Your job is to report every line of the entries that has "selection".

Records from a data collection:
======
//! 钱包管理层
//!
//! [`WalletManager`] 组合地址服务、交易构建器与节点 Provider，
//! 对外提供刷新、估费与发送。每条链的差异集中在 [`ChainAdapter`] 中，
//! [`WalletManagerFactory`] 通过注册表选择实现。

pub mod adapters;
pub mod factory;
pub mod manager;
pub mod registry;
pub mod state;

use std::collections::HashMap;

use async_trait::async_trait;
use chrono::{DateTime, Utc};

pub use factory::{ChainRegistration, FactoryContext, WalletManagerFactory};
pub use manager::{ChainAdapter, ChainSnapshot, ChainWalletManager};
pub use registry::{WalletId, WalletRegistry};
pub use state::{SendState, UpdateState};

use crate::crypto::{PublicKey, Signature};
use crate::domain::{
    Address, Amount, AmountType, Blockchain, Fee, PendingTransaction, SendResult, Token,
    Transaction, TransactionParams,
};
use crate::error::Result;

/// 外部签名器（硬件或安全芯片），可能很慢，也可能被用户取消
#[async_trait]
pub trait TransactionSigner: Send + Sync {
    /// 对每个哈希签名，返回顺序与输入一致
    async fn sign(&self, hashes: &[Vec<u8>], public_key: &PublicKey) -> Result<Vec<Signature>>;
}

/// 一次刷新的结果
#[derive(Debug, Clone, Copy, PartialEq, Eq)]
pub enum UpdateOutcome {
    /// 结果已写入钱包快照
    Applied,
    /// 期间有更新的刷新请求，本次结果被丢弃
    Superseded,
}

/// 钱包快照
#[derive(Debug, Clone, PartialEq)]
pub struct Wallet {
    pub blockchain: Blockchain,
    /// 第一个为默认地址
    pub addresses: Vec<Address>,
    pub amounts: HashMap<AmountType, Amount>,
    pub pending_transactions: Vec<PendingTransaction>,
    pub tokens: Vec<Token>,
    pub last_updated: Option<DateTime<Utc>>,
}

impl Wallet {
    pub fn new(blockchain: Blockchain, addresses: Vec<Address>) -> Self {
        Self {
            blockchain,
            addresses,
            amounts: HashMap::new(),
            pending_transactions: Vec::new(),
            tokens: Vec::new(),
            last_updated: None,
        }
    }

    /// 默认地址
    pub fn address(&self) -> &str {
        self.addresses.first().map_or("", |a| a.value.as_str())
    }

    pub fn owns_address(&self, address: &str) -> bool {
        self.addresses.iter().any(|a| a.value == address)
    }

    pub fn amount(&self, amount_type: &AmountType) -> Option<&Amount> {
        self.amounts.get(amount_type)
    }

    /// 主币余额；未刷新过时为 None
    pub fn balance(&self) -> Option<&Amount> {
        self.amount(&AmountType::Coin)
    }

    pub fn has_pending_outgoing(&self) -> bool {
        self.pending_transactions.iter().any(|tx| !tx.is_incoming)
    }
}

#[async_trait]
pub trait WalletManager: Send + Sync {
    fn blockchain(&self) -> Blockchain;

    fn public_key(&self) -> &PublicKey;

    /// 默认地址
    fn address(&self) -> String;

    async fn wallet_snapshot(&self) -> Wallet;

    async fn update_state(&self) -> UpdateState;

    async fn send_state(&self) -> SendState;

    /// 刷新余额、待确认交易与链状态
    async fn update(&self) -> Result<UpdateOutcome>;

    /// 费用档位，慢 → 快
    async fn get_fee(&self, amount: &Amount, destination: &str) -> Result<Vec<Fee>>;

    /// 以默认地址为来源和找零地址构造交易；`params` 缺省时使用链的默认参数
    async fn make_transaction(
        &self,
        amount: Amount,
        fee: Fee,
        destination: &str,
        params: Option<TransactionParams>,
    ) -> Result<Transaction>;

    async fn send(
        &self,
        transaction: Transaction,
        signer: &dyn TransactionSigner,
    ) -> Result<SendResult>;

    fn validate_address(&self, address: &str) -> bool;

    /// 关注一个代币，下次刷新时查询余额
    async fn add_token(&self, token: Token);
}
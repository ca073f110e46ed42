//! UTXO 链交易（Bitcoin, Litecoin, Dogecoin, Dash, Ravencoin）

pub mod builder;
pub mod selection;

use bitcoin::hashes::Hash as _;
use bitcoin::{OutPoint, Txid};
use serde::{Deserialize, Serialize};

use crate::error::{Result, WalletError};

pub use builder::UtxoTransactionBuilder;
pub use selection::{FeeMode, PreImage, SizeCalculator};

/// 未花费输出
#[derive(Debug, Clone, PartialEq, Eq, Hash, Serialize, Deserialize)]
pub struct UnspentOutput {
    /// 交易哈希（内部字节序，即展示用十六进制的逆序）
    pub tx_hash: [u8; 32],
    pub index: u32,
    /// satoshi
    pub amount: u64,
    /// 输出锁定脚本
    pub script: Vec<u8>,
}

impl UnspentOutput {
    /// `tx_id` 为区块浏览器展示的十六进制
    pub fn new(tx_id: &str, index: u32, amount: u64, script: Vec<u8>) -> Result<Self> {
        let mut tx_hash: [u8; 32] = hex::decode(tx_id)
            .ok()
            .and_then(|bytes| bytes.try_into().ok())
            .ok_or_else(|| WalletError::invalid_transaction(format!("bad tx id {}", tx_id)))?;
        tx_hash.reverse();
        Ok(Self {
            tx_hash,
            index,
            amount,
            script,
        })
    }

    pub fn tx_id(&self) -> String {
        let mut display = self.tx_hash;
        display.reverse();
        hex::encode(display)
    }

    pub(crate) fn outpoint(&self) -> OutPoint {
        OutPoint::new(Txid::from_byte_array(self.tx_hash), self.index)
    }
}
//! 通用钱包管理器
//!
//! 并发约束：
//! - `send` 由每个钱包一把互斥锁串行化，避免基于同一 UTXO/nonce 快照重复花费；
//! - `update` 采用后发者胜出：每次刷新领取一个代号，完成时若已有更新的代号则丢弃结果；
//! - 刷新失败不修改快照；
//! - `send` 只使用最近一次成功刷新得到的链状态，广播成功后立即作废该状态。

use std::sync::atomic::{AtomicU64, Ordering};
use std::sync::Arc;

use async_trait::async_trait;
use chrono::Utc;
use tokio::sync::{Mutex, RwLock};

use crate::address::AddressService;
use crate::crypto::PublicKey;
use crate::domain::{
    Amount, Blockchain, Fee, PendingTransaction, SendResult, SignedTransaction, Token, Transaction,
    TransactionParams,
};
use crate::error::{Result, WalletError};
use crate::transaction::{fee_kind, TransactionBuilder};
use crate::wallet::{
    SendState, TransactionSigner, UpdateOutcome, UpdateState, Wallet, WalletManager,
};

/// 一次刷新从节点得到的数据
#[derive(Debug, Clone)]
pub struct ChainSnapshot<S> {
    pub amounts: Vec<Amount>,
    pub pending: Vec<PendingTransaction>,
    /// 节点报告仍有未确认交易；为 false 时本地记录的待确认交易被清除
    pub has_unconfirmed: bool,
    /// 构建交易所需的链状态（UTXO 集合、nonce、sequence）
    pub state: S,
}

/// 链相关的部分：查询、估费、补全交易参数、构建与广播
#[async_trait]
pub trait ChainAdapter: Send + Sync + 'static {
    type State: Clone + Send + Sync + 'static;

    fn blockchain(&self) -> Blockchain;

    async fn fetch(&self, address: &str, tokens: &[Token]) -> Result<ChainSnapshot<Self::State>>;

    async fn get_fee(
        &self,
        amount: &Amount,
        source: &str,
        destination: &str,
        state: Option<&Self::State>,
    ) -> Result<Vec<Fee>>;

    /// `make_transaction` 未指定参数时使用
    fn default_params(&self) -> TransactionParams {
        TransactionParams::None
    }

    /// 用链状态补全交易（nonce、sequence）
    fn prepare(&self, _state: &Self::State, transaction: Transaction) -> Result<Transaction> {
        Ok(transaction)
    }

    fn builder(&self, state: &Self::State) -> Result<Box<dyn TransactionBuilder>>;

    /// 广播，返回交易哈希
    async fn broadcast(&self, signed: &SignedTransaction) -> Result<String>;
}

struct Inner<S> {
    wallet: Wallet,
    chain_state: Option<S>,
    update_state: UpdateState,
    send_state: SendState,
}

pub struct ChainWalletManager<C: ChainAdapter> {
    adapter: C,
    public_key: PublicKey,
    address: String,
    address_service: Arc<dyn AddressService>,
    inner: RwLock<Inner<C::State>>,
    send_lock: Mutex<()>,
    generation: AtomicU64,
}

impl<C: ChainAdapter> ChainWalletManager<C> {
    pub fn new(
        adapter: C,
        public_key: PublicKey,
        address_service: Arc<dyn AddressService>,
    ) -> Result<Self> {
        let addresses = address_service.make_addresses(&public_key)?;
        let wallet = Wallet::new(adapter.blockchain(), addresses);
        Ok(Self {
            adapter,
            public_key,
            address: wallet.address().to_string(),
            address_service,
            inner: RwLock::new(Inner {
                wallet,
                chain_state: None,
                update_state: UpdateState::Idle,
                send_state: SendState::Idle,
            }),
            send_lock: Mutex::new(()),
            generation: AtomicU64::new(0),
        })
    }

    pub fn adapter(&self) -> &C {
        &self.adapter
    }

    async fn transition(&self, next: SendState) {
        let mut inner = self.inner.write().await;
        debug_assert!(
            inner.send_state.can_transition_to(&next),
            "illegal send state transition {} -> {}",
            inner.send_state,
            next
        );
        inner.send_state = next;
    }

    fn apply_snapshot(inner: &mut Inner<C::State>, snapshot: ChainSnapshot<C::State>) {
        let wallet = &mut inner.wallet;
        wallet.amounts = snapshot
            .amounts
            .into_iter()
            .map(|amount| (amount.amount_type.clone(), amount))
            .collect();

        // 节点看不到的本地发出交易，在节点仍报告未确认时保留
        let mut pending = snapshot.pending;
        if snapshot.has_unconfirmed {
            let local: Vec<PendingTransaction> = wallet
                .pending_transactions
                .drain(..)
                .filter(|tx| !tx.is_incoming && !pending.iter().any(|p| p.hash == tx.hash))
                .collect();
            pending.extend(local);
        }
        wallet.pending_transactions = pending;
        wallet.last_updated = Some(Utc::now());
        inner.chain_state = Some(snapshot.state);
    }

    async fn build_sign_broadcast(
        &self,
        state: &C::State,
        transaction: Transaction,
        signer: &dyn TransactionSigner,
    ) -> Result<SendResult> {
        let transaction = self.adapter.prepare(state, transaction)?;
        let builder = self.adapter.builder(state)?;
        let hashes = builder.build_for_sign(&transaction)?;

        self.transition(SendState::AwaitingSignature).await;
        let signatures = signer.sign(&hashes, &self.public_key).await?;
        let signed = builder.build_for_send(&transaction, &signatures)?;

        self.transition(SendState::Sending).await;
        let hash = self.adapter.broadcast(&signed).await?;
        Ok(SendResult { hash, signed })
    }
}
======
- FINISHED TASK -
pub mod selection;
pub use selection::{FeeMode, PreImage, SizeCalculator};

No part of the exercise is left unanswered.